Zimbabwe’s largest financial services group, CBZ Holdings’ profit rose by more than half to ZWL$1.65bn in the first quarter to March 31, 2021 from ZWL$1,064bn earned in prior comparative period, as it accelerated its digitisation drive that allowed it to operate during the Covid-19 induced lockdown.
“The group is responding to the needs presented by Covid-19, particularly the accelerated need for digitisation across all business units. Serving customers through digital channels has become the group’s preferred way of doing business whilst observing WHO approved Covid-19 guidelines,” CBZ’s legal corporate secretary, Rumbidzayi Jakanani said.
Revenue for the group increased to ZWL$4.9bn in the reviewed period from ZWL$4bn in the prior comparative period.
Total assets for the group grew 29% to ZWL$115.7bn in the reviewed period from ZWL$89.9bn in the same period last year.

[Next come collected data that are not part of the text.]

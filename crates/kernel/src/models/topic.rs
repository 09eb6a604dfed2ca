//! Topic records.

use serde::{Deserialize, Serialize};

/// Topic record. The slug is the primary key.
#[derive(Debug, Clone, PartialEq, Eq, Serialize, Deserialize, sqlx::FromRow)]
pub struct Topic {
    pub slug: String,
    pub description: Option<String>,
}

/// Raw request body for creating a topic.
#[derive(Debug, Clone, Default, Deserialize)]
pub struct CreateTopic {
    pub slug: Option<String>,
    pub description: Option<String>,
}

/// Validated input for inserting a topic.
#[derive(Debug, Clone, PartialEq, Eq)]
pub struct NewTopic {
    pub slug: String,

    /// Absent or empty descriptions are stored as NULL.
    pub description: Option<String>,
}
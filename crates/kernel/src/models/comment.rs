//! Comment records attached to articles.

use chrono::{DateTime, Utc};
use serde::{Deserialize, Serialize};

/// Comment record.
#[derive(Debug, Clone, PartialEq, Serialize, Deserialize, sqlx::FromRow)]
pub struct Comment {
    /// Identifier assigned by the store.
    pub comment_id: i32,

    /// Comment body.
    pub body: String,

    /// Article the comment belongs to.
    pub article_id: i32,

    /// Username of the author.
    pub author: String,

    /// Vote tally. Only ever adjusted by a signed delta.
    pub votes: i32,

    /// Creation timestamp, assigned by the store.
    pub created_at: DateTime<Utc>,
}

/// Raw request body for posting a comment.
#[derive(Debug, Clone, Default, Deserialize)]
pub struct CreateComment {
    pub username: Option<String>,
    pub body: Option<String>,
}

/// Validated input for inserting a comment.
#[derive(Debug, Clone, PartialEq, Eq)]
pub struct NewComment {
    pub article_id: i32,
    pub author: String,
    pub body: String,
}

Jakanani said the group will continue leveraging on its strong capital and balance sheet positions, deep understanding of the local markets, and extensive investment in digital platforms to ensure sustainable growth of the business.
She said the operating environment was largely stable during the period under review, as the authorities maintained the contractionary monetary and fiscal policies that they embarked on from the second half of 2020.
The official exchange rate remained largely stable around ZWL$83 against the US dollar in the first quarter.
The positive developments as well as the rollout of Covid-19 vaccines, Jakanani said generally outweighed the negative impact of renewed Covid-19 infections and reintroduction of restrictive measures by health authorities during the first quarter of the year.
CBZ Holdings subsidiaries were well capitalised. The directors expect their banking subsidiaries to be compliant with the minimum revised requirements which deadline has been moved to December 31 2021.